■ TASK INPUT:
-----
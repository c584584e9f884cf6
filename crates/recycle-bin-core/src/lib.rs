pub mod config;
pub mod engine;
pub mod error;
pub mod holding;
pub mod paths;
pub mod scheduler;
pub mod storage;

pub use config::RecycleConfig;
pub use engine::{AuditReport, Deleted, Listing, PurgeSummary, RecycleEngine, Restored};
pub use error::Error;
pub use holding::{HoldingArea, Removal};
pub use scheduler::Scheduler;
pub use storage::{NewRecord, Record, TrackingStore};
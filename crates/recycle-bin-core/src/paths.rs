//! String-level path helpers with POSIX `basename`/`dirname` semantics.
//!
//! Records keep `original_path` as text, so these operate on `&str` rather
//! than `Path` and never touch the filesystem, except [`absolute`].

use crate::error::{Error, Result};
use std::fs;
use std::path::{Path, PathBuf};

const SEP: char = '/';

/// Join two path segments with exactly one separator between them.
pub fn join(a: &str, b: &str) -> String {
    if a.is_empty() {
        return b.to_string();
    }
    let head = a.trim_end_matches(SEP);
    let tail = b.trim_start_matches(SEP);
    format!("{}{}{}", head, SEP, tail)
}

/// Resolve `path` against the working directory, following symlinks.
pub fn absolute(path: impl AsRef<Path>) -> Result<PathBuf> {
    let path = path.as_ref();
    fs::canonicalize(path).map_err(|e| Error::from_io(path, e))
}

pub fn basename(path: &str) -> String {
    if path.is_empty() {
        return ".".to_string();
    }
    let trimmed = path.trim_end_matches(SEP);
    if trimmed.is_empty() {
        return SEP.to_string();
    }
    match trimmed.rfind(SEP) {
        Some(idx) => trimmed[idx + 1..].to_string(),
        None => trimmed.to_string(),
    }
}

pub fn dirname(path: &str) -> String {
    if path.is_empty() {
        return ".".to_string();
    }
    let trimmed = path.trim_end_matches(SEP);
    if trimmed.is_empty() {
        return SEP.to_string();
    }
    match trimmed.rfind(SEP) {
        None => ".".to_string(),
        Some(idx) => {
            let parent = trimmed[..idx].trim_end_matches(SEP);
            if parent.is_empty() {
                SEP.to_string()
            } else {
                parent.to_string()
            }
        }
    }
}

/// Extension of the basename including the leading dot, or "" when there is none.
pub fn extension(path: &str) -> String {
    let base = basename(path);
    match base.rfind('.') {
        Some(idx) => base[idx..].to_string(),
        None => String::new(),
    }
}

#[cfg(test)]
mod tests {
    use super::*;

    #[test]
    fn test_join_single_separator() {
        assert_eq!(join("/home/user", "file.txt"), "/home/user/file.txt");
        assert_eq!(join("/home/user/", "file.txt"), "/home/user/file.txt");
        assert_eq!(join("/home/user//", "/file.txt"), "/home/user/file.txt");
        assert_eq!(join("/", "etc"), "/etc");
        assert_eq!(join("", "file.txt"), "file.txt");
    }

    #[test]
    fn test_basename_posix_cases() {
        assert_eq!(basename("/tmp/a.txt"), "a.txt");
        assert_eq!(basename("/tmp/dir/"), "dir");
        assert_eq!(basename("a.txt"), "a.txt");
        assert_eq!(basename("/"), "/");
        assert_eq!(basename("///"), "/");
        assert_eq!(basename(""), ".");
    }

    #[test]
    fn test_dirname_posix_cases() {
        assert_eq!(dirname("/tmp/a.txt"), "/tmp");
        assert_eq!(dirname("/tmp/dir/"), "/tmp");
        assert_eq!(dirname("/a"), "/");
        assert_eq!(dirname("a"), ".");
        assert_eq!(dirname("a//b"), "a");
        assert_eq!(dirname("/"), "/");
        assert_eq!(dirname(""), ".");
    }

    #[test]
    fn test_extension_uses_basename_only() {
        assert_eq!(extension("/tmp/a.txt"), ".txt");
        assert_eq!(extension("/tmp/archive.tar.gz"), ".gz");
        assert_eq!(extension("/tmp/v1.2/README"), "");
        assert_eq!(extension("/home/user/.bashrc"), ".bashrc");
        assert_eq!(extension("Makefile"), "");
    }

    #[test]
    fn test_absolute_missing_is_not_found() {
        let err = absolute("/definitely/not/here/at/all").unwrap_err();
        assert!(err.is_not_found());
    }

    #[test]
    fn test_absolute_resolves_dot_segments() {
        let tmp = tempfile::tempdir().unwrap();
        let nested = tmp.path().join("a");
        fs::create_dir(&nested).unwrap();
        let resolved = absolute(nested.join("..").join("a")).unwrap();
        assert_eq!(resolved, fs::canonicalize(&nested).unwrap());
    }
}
-----
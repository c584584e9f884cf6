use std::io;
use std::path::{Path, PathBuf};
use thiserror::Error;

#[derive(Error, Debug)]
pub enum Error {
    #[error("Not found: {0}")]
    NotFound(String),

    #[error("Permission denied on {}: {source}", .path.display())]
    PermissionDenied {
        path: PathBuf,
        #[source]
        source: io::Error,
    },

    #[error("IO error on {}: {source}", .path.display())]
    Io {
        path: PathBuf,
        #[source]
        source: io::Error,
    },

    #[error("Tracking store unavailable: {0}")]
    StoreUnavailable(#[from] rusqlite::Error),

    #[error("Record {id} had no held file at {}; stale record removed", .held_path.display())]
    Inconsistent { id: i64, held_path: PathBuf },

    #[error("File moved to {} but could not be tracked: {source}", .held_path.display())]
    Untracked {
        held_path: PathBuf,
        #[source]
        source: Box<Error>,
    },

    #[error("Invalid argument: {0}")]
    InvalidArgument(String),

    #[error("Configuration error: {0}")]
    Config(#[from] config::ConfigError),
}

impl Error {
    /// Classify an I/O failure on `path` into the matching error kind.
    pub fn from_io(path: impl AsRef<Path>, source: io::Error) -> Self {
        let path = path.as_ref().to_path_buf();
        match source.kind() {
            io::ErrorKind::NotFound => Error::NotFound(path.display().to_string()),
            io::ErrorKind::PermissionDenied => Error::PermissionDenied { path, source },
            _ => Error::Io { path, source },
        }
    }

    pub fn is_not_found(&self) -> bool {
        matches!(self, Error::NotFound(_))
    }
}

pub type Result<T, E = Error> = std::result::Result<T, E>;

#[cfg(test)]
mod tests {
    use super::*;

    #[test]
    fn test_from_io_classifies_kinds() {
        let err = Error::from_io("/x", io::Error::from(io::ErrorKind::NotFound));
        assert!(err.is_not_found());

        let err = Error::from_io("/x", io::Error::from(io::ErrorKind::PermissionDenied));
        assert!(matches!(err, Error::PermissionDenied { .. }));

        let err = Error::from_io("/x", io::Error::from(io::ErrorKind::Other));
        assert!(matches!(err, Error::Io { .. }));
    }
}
-----
■ ACTION ITEM: All lines in the listing above between the line with "pub use error::Error;" and the line with "const SEP: char = '/';", inclusive, should be set down exactly, and no line outside that range.

■ RESULT OF THIS EXERCISE:
pub use error::Error;
pub use holding::{HoldingArea, Removal};
pub use scheduler::Scheduler;
pub use storage::{NewRecord, Record, TrackingStore};
filename crates/recycle-bin-core/src/paths.rs
//! String-level path helpers with POSIX `basename`/`dirname` semantics.
//!
//! Records keep `original_path` as text, so these operate on `&str` rather
//! than `Path` and never touch the filesystem, except [`absolute`].

use crate::error::{Error, Result};
use std::fs;
use std::path::{Path, PathBuf};

const SEP: char = '/';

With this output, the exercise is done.